Today and tomorrow (Tuesday 9 & Wednesday 10 February) National Trust gardeners will be taking part in the 11th annual Valentines Flower count across its gardens in the South West.
The flower count has been conducted by National Trust gardeners and volunteers in Devon and Cornwall each February since 2006 and latterly extended across many of its South West gardens. It helps to provide an annual snapshot of the heralding of spring.
Gardeners and volunteers count the different species and varieties in bloom in their gardens. For example, if there are two plants of the same variety of camellia, then this is counted as one not two. The same rule applies to bulbs. A plant is counted if it is showing colour with one bloom.

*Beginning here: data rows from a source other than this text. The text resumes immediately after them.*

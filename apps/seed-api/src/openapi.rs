use utoipa::OpenApi;

#[derive(OpenApi)]
#[openapi(
    info(title = "AI-Seed API", description = "Mock evolution-engine metrics for the AI-Seed dashboard"),
    paths(
        crate::api::meta::root,
        crate::api::meta::liveness,
        crate::api::health::health_report,
        crate::api::health::health_services,
        crate::api::health::health_resources,
        crate::api::metrics::metrics_snapshot,
        crate::api::metrics::metrics_paths,
        crate::api::metrics::metrics_system,
        crate::api::paths::paths_list,
        crate::api::paths::path_get,
        crate::api::paths::path_execute,
        crate::api::paths::paths_network,
        crate::api::evolution::evolution_snapshot,
        crate::api::evolution::evolution_growth,
        crate::api::evolution::evolution_insights,
        crate::api::evolution::evolution_metrics,
        crate::api::evolution::evolution_activity,
        crate::api::evolution::evolution_suggestions,
        crate::api::evolution::evolution_health,
        crate::api::evolution::evolution_start,
        crate::api::evolution::evolution_stop,
        crate::api::evolution::cycle_start,
        crate::api::evolution::cycle_complete,
        crate::api::evolution::suggestion_apply,
    ),
    components(schemas(seed_protocol::ErrorBody)),
    tags(
        (name = "Meta", description = "Service descriptor and liveness"),
        (name = "Health", description = "Service and resource health"),
        (name = "Metrics", description = "Path, evolution and system counters"),
        (name = "Paths", description = "Pipeline path catalog and simulated runs"),
        (name = "Evolution", description = "Evolution engine state, cycles and suggestions")
    )
)]
pub struct ApiDoc;
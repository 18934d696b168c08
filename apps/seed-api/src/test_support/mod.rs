//! Test helpers for code that reads `API_*`, `APP_ENV`/`NODE_ENV` and `OPENAPI_OUT`.

use once_cell::sync::Lazy;
use std::{
    collections::HashMap,
    sync::{Mutex, MutexGuard},
};

static ENV_LOCK: Lazy<Mutex<()>> = Lazy::new(|| Mutex::new(()));

pub(crate) mod env {
    use super::*;

    /// Serialises env-mutating tests and restores every touched variable on drop.
    pub(crate) struct EnvGuard {
        _lock: MutexGuard<'static, ()>,
        saved: HashMap<String, Option<String>>,
    }

    pub(crate) fn guard() -> EnvGuard {
        EnvGuard {
            _lock: ENV_LOCK.lock().unwrap_or_else(|poisoned| poisoned.into_inner()),
            saved: HashMap::new(),
        }
    }

    /// Lock the environment with every key in `keys` unset.
    pub(crate) fn cleared(keys: &[&str]) -> EnvGuard {
        let mut guard = guard();
        for key in keys {
            guard.remove(key);
        }
        guard
    }

    impl EnvGuard {
        fn remember(&mut self, key: &str) {
            self.saved
                .entry(key.to_string())
                .or_insert_with(|| std::env::var(key).ok());
        }

        pub(crate) fn set(&mut self, key: &str, value: impl AsRef<str>) {
            self.remember(key);
            std::env::set_var(key, value.as_ref());
        }

        pub(crate) fn remove(&mut self, key: &str) {
            self.remember(key);
            std::env::remove_var(key);
        }
    }

    impl Drop for EnvGuard {
        fn drop(&mut self) {
            for (key, value) in self.saved.drain() {
                match value {
                    Some(val) => std::env::set_var(&key, val),
                    None => std::env::remove_var(&key),
                }
            }
        }
    }
}

#[cfg(test)]
mod tests {
    use super::env;

    #[test]
    fn guard_restores_previous_values() {
        const KEY: &str = "API_RANDOM_SEED";
        let before = std::env::var(KEY).ok();
        {
            let mut guard = env::cleared(&[KEY]);
            assert!(std::env::var(KEY).is_err());
            guard.set(KEY, "7");
            guard.set(KEY, "8");
            assert_eq!(std::env::var(KEY).as_deref(), Ok("8"));
        }
        assert_eq!(std::env::var(KEY).ok(), before);
    }
}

Ian Wright, National Trust South West Gardens advisor said: ‘Our annual flower count is a simple and fun way of recording how our garden plants react and adapt to changes in weather patterns, a kind ‘floral barometer’, it’s not a scientific exercise but it is a simple indicator of the weather we have experienced and the season ahead. This fun and slightly competitive count is something you can try in your own garden.’
For the third year running, the National Trust will be conducting a survey with its supporters via social media to find out which is the most popular spring flower. They’ve also been asking what’s currently blooming in their garden at the moment. All this information will help us give an accurate prediction of spring.